Двое – это вселенная // остальное дрянь!
Я позволю себе краткую ретроспекцию, потому что посещал Литературный институт почти одновременно с автором книги.
Атмосфера заведения внутренних правил не показывала, кроме официальных, естественно, не имела их или не осозновала своих регуляционных механизмов. Казалось – облапистый хаос на «Тверском бульваре, 25», учение и искус были в предпочтении «духовного» значения темы самому искусству письма. Пропп, Штейнберг, Лотман, Иванов или Мелетинский выступали как интерпретаторы текстов и одновременно хранители культурного содержания. Окружение Людмилы Ходынской, обожало историческую и мифологическую перспективу – всякое содрогание и движение богов, героев и астрономических тел попадало в рифму и находило место в разговорном языке и в поэзии. И, конечно, лестница ментального и чудотворного постижения соблазняла, тем более, что на её ступенях были возможны самые рискованные сцены. Головокружительная эпоха! Настоящая атмосфера артистического школярства, поиск новых измерений и соответствий в кино, в научной мысли и в моде. Но при всех высотах, окружавших начинающего художника, вертикалях и обещаниях духовидческих традиций, оставалась проблема авторской одарённости, самого искусства письма. Многие обладатели «духовного» капитала писали дурно, хотя говорили прекрасно – в застолье и в аудиториях. Ведь «откровения» часто выглядят подстрочниками и не представляют из себя ценности из-за лапидарности записи и аллегорической прямоты образов.
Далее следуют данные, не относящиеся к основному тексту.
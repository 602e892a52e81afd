//! Wrapping host (Rust) functions as instructions.
//!
//! A host function receives resolved values. Its arity becomes the
//! instruction's parameter count; a value-returning function takes one more
//! trailing parameter, the variable that receives the result.

use crate::{Documentation, MethodDefinition, RuntimeError, Value};

/// How the host function's result is used.
#[derive(Clone, Copy, Debug, PartialEq, Eq)]
pub enum Conversion {
    /// Fire-and-forget: the result is discarded.
    Void,
    /// The last operand names the variable that receives the result.
    Value,
}

/// Wrap `func` as a method named `name` taking `arity` arguments.
///
/// ```
/// use quark_eval::{host_function, Conversion, Interpreter, MethodGroup, Value};
///
/// let max = host_function("max", 2, Conversion::Value, |args| {
///     Value::Number(args[0].as_number().max(args[1].as_number()))
/// });
/// let mut interp = Interpreter::builder()
///     .methods(MethodGroup::new("host").with("max", max))
///     .build();
/// interp.execute("max 3 7 m").unwrap();
/// assert_eq!(interp.context().variable("m"), Some(&Value::Number(7.0)));
/// ```
pub fn host_function<F>(name: &str, arity: usize, conversion: Conversion, func: F) -> MethodDefinition
where
    F: Fn(&[Value]) -> Value + Send + Sync + 'static,
{
    let mut documentation = Documentation::new(format!("Runs the host function named {name}"));
    for i in 1..=arity {
        documentation = documentation.param(format!("argument{i}"), "");
    }
    if conversion == Conversion::Value {
        documentation = documentation.param(
            "returnname",
            "The variable name for the function's return value",
        );
    }

    MethodDefinition::new(documentation, move |ctx, args| match conversion {
        Conversion::Void => {
            let values: Vec<Value> = args.iter().map(|arg| ctx.resolve(arg)).collect();
            func(&values);
            Ok(())
        }
        Conversion::Value => {
            let Some((target, inputs)) = args.split_last() else {
                return Err(RuntimeError::ArityMismatch {
                    expected: arity + 1,
                    found: 0,
                });
            };
            let values: Vec<Value> = inputs.iter().map(|arg| ctx.resolve(arg)).collect();
            let result = func(&values);
            ctx.assign(target, result)
        }
    })
}

/// Wrap a unary numeric function, e.g. `f64::sin`, as a value-returning method.
pub fn numeric_function(name: &str, func: fn(f64) -> f64) -> MethodDefinition {
    host_function(name, 1, Conversion::Value, move |args| {
        Value::Number(func(args.first().map_or(f64::NAN, Value::as_number)))
    })
}
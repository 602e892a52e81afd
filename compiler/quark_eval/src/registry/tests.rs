use super::*;
use crate::Documentation;
use pretty_assertions::assert_eq;

fn noop(summary: &str) -> MethodDefinition {
    MethodDefinition::new(Documentation::new(summary), |_, _| Ok(()))
}

#[test]
fn stock_registry_has_every_library_method() {
    let registry = MethodRegistry::stock();
    let names: Vec<&str> = registry.sorted().into_iter().map(|(name, _)| name).collect();
    assert_eq!(
        names,
        vec![
            "add", "alloc", "div", "dump", "eq", "flush", "goto", "gre", "greoe", "heapsize",
            "jump", "les", "lesoe", "mul", "print", "read", "set", "sub", "write",
        ]
    );
}

#[test]
fn later_groups_override_earlier_ones() {
    let first = MethodGroup::new("first").with("x", noop("first"));
    let second = MethodGroup::new("second").with("x", noop("second"));
    let registry = MethodRegistry::merge([first, second]);
    assert_eq!(registry.len(), 1);
    assert_eq!(
        registry.get("x").map(|m| m.documentation.summary.as_str()),
        Some("second")
    );
}

#[test]
fn extend_adds_to_existing_registry() {
    let mut registry = MethodRegistry::stock();
    let before = registry.len();
    registry.extend(MethodGroup::new("extra").with("nop", noop("does nothing")));
    assert_eq!(registry.len(), before + 1);
    assert!(registry.contains("nop"));
}

#[test]
fn clones_are_independent() {
    let original = MethodRegistry::stock();
    let mut copy = original.clone();
    copy.insert("nop", noop("does nothing"));
    assert!(copy.contains("nop"));
    assert!(!original.contains("nop"));
}

#[test]
fn empty_registry() {
    let registry = MethodRegistry::new();
    assert!(registry.is_empty());
    assert!(registry.get("set").is_none());
}

#[test]
fn group_metadata() {
    let group = MethodGroup::new("misc").with("a", noop("a"));
    assert_eq!(group.name(), "misc");
    assert_eq!(group.len(), 1);
    assert!(!group.is_empty());
}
В кругу Людмилы Ходынской драма становления метафоры, я бы сказал, была важнее других инициатив – в этом кипящем, воображающем себя, неадекватном, истерическом, восторженном, бросающемся в разные стороны и точно соблюдающим свои высокомерные границы студенческом социуме Литинститута начала 80-х. Платоновский «комбинезон любви» из Епифанских шлюзов» как раз был одной из популярных механических метафор, доставшихся от далекого начала 20 века. «Такую метафорическую «прямоту» поднимали на смех, а искали новое, не опошленное и не затёртое.
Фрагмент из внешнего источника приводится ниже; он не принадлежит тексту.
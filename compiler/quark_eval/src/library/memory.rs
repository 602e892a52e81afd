//! Variables and the heap.

use crate::{fixed_args, Documentation, MethodDefinition, MethodGroup, RuntimeError, Value};

#[allow(
    clippy::cast_precision_loss,
    reason = "heap length is bounded by the heap limit"
)]
fn heap_size_value(size: usize) -> Value {
    Value::Number(size as f64)
}

pub fn memory() -> MethodGroup {
    MethodGroup::new("memory")
        .with(
            "set",
            MethodDefinition::new(
                Documentation::new("Writes a value to a variable")
                    .typed_param("varname", "The variable name to write the value to", "string")
                    .param("value", "The value of the variable"),
                |ctx, args| {
                    let [target, value] = fixed_args::<2>(args)?;
                    ctx.write_variable(target, value)
                },
            ),
        )
        .with(
            "alloc",
            MethodDefinition::new(
                Documentation::new("Allocates space in the context's heap").typed_param(
                    "amount",
                    "The amount of space to allocate",
                    "number",
                ),
                |ctx, args| {
                    let [amount] = fixed_args::<1>(args)?;
                    let amount = ctx.resolve(amount);
                    let slots = amount.as_index().ok_or_else(|| RuntimeError::InvalidAmount {
                        amount: amount.to_string(),
                    })?;
                    ctx.grow(slots)
                },
            ),
        )
        .with(
            "heapsize",
            MethodDefinition::new(
                Documentation::new("Writes the heap's size to a variable")
                    .param("varname", "The variable to store the value"),
                |ctx, args| {
                    let [target] = fixed_args::<1>(args)?;
                    let size = heap_size_value(ctx.heap_size());
                    ctx.assign(target, size)
                },
            ),
        )
        .with(
            "write",
            MethodDefinition::new(
                Documentation::new("Writes a value into the context's heap")
                    .typed_param("address", "The address to write to", "number")
                    .param("value", "The value to write"),
                |ctx, args| {
                    let [address, value] = fixed_args::<2>(args)?;
                    let index = ctx.address(address)?;
                    let value = ctx.resolve(value);
                    ctx.heap_write(index, value)
                },
            ),
        )
        .with(
            "read",
            MethodDefinition::new(
                Documentation::new("Reads a value from the context's heap")
                    .typed_param("address", "The address to read from", "number")
                    .param("varname", "The variable to store the value"),
                |ctx, args| {
                    let [address, target] = fixed_args::<2>(args)?;
                    // Soft read: a bad or unset address yields Empty.
                    let value = ctx
                        .resolve(address)
                        .as_index()
                        .map_or(Value::Empty, |index| ctx.heap_read(index));
                    ctx.assign(target, value)
                },
            ),
        )
}
//! `InterpreterBuilder` for creating Interpreter instances with various configurations.

use std::time::Duration;

use super::Interpreter;
use crate::{stdout_handler, Context, ExecLimits, MethodGroup, MethodRegistry, SharedPrintHandler};

/// Builder for [`Interpreter`].
///
/// Without further configuration the interpreter gets the stock registry,
/// prints to stdout and runs without step or time limits.
#[derive(Debug, Default)]
pub struct InterpreterBuilder {
    registry: Option<MethodRegistry>,
    extra: Vec<MethodGroup>,
    print_handler: Option<SharedPrintHandler>,
    limits: ExecLimits,
}

impl InterpreterBuilder {
    pub fn new() -> Self {
        Self::default()
    }

    /// Replace the base registry (default: [`MethodRegistry::stock`]).
    #[must_use]
    pub fn registry(mut self, registry: MethodRegistry) -> Self {
        self.registry = Some(registry);
        self
    }

    /// Merge an extra group on top of the base registry.
    ///
    /// Groups are applied in call order, so later groups override earlier
    /// ones as well as the base.
    #[must_use]
    pub fn methods(mut self, group: MethodGroup) -> Self {
        self.extra.push(group);
        self
    }

    /// Set where `flush` and `dump` write.
    #[must_use]
    pub fn print_handler(mut self, handler: SharedPrintHandler) -> Self {
        self.print_handler = Some(handler);
        self
    }

    #[must_use]
    pub fn limits(mut self, limits: ExecLimits) -> Self {
        self.limits = limits;
        self
    }

    /// Abort any run after `steps` loop iterations.
    #[must_use]
    pub fn max_steps(mut self, steps: u64) -> Self {
        self.limits.max_steps = Some(steps);
        self
    }

    /// Abort any run that takes longer than `timeout`.
    #[must_use]
    pub fn timeout(mut self, timeout: Duration) -> Self {
        self.limits.timeout = Some(timeout);
        self
    }

    #[must_use]
    pub fn heap_limit(mut self, slots: usize) -> Self {
        self.limits.heap_limit = slots;
        self
    }

    pub fn build(self) -> Interpreter {
        let mut registry = self.registry.unwrap_or_else(MethodRegistry::stock);
        for group in self.extra {
            registry.extend(group);
        }
        let print_handler = self.print_handler.unwrap_or_else(stdout_handler);
        Interpreter {
            ctx: Context::new(registry, print_handler, self.limits.heap_limit),
            limits: self.limits,
        }
    }
}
Дерзания вознаграждались, и Людмила Ходынская оказалась одним из художников, предложивших свой образный язык. Между пониманием мира со всеми его возможными трактовками и мощью его блаженной непостижимости было выбрано последнее: нет трактовок, есть искусство. Людмила Ходынская принадлежит именно искусству, его опытности, эмпирике, интуитивному равновесию созвучий и диссонансов.
С этого начинается её письмо. С первооснов восприятия.
Эти вырезанные из чёрного дерева
фигурки
лица и сосцы заморских красавиц
запах шаманских наваждений —
моя впечатлительность обморочна
«Тео»
В её инструментарии – новые определения вещей и повествование о событиях, происходящих с этой мифологической вещностью. «Оания – моя новая страна…» Или другая страна – «Аркадия – страна ароматов // соломенных песков… втянутых в водоворот Ра // Арка пчелиных радуг…» Легко заблудиться в такой стране, если не знать «Мифов Народов Мира». Однако у Людмилы Ходынской своя мифология, свой способ полететь на Луну или прогуляться по джазовым кафе Амстердама. Иногда встречаются (может быть лукавые?) указания на свои правила пользования словом:
друг мой
читатель
умчимся с тобой
в жаркую дрёмность стихиры
я
не сектант
не туман навожу
не зазываю в квартиры
абракадаброй
тебя
не дразню
иавангардом не тычу
«Курорты творенья»
Одна из любимых тем Людмилы Ходынской – зеркала, двойничество, уподобление, несостыковка, несоответствие предназначений, полное совпадение, отождествление, клонирование, отражение и его искажения (и фонетические и графические). Но сколько бы не «ловил на сходствах» себя человек, миметические вещи не избавляют от одиночества творчества, от мелодии поиска.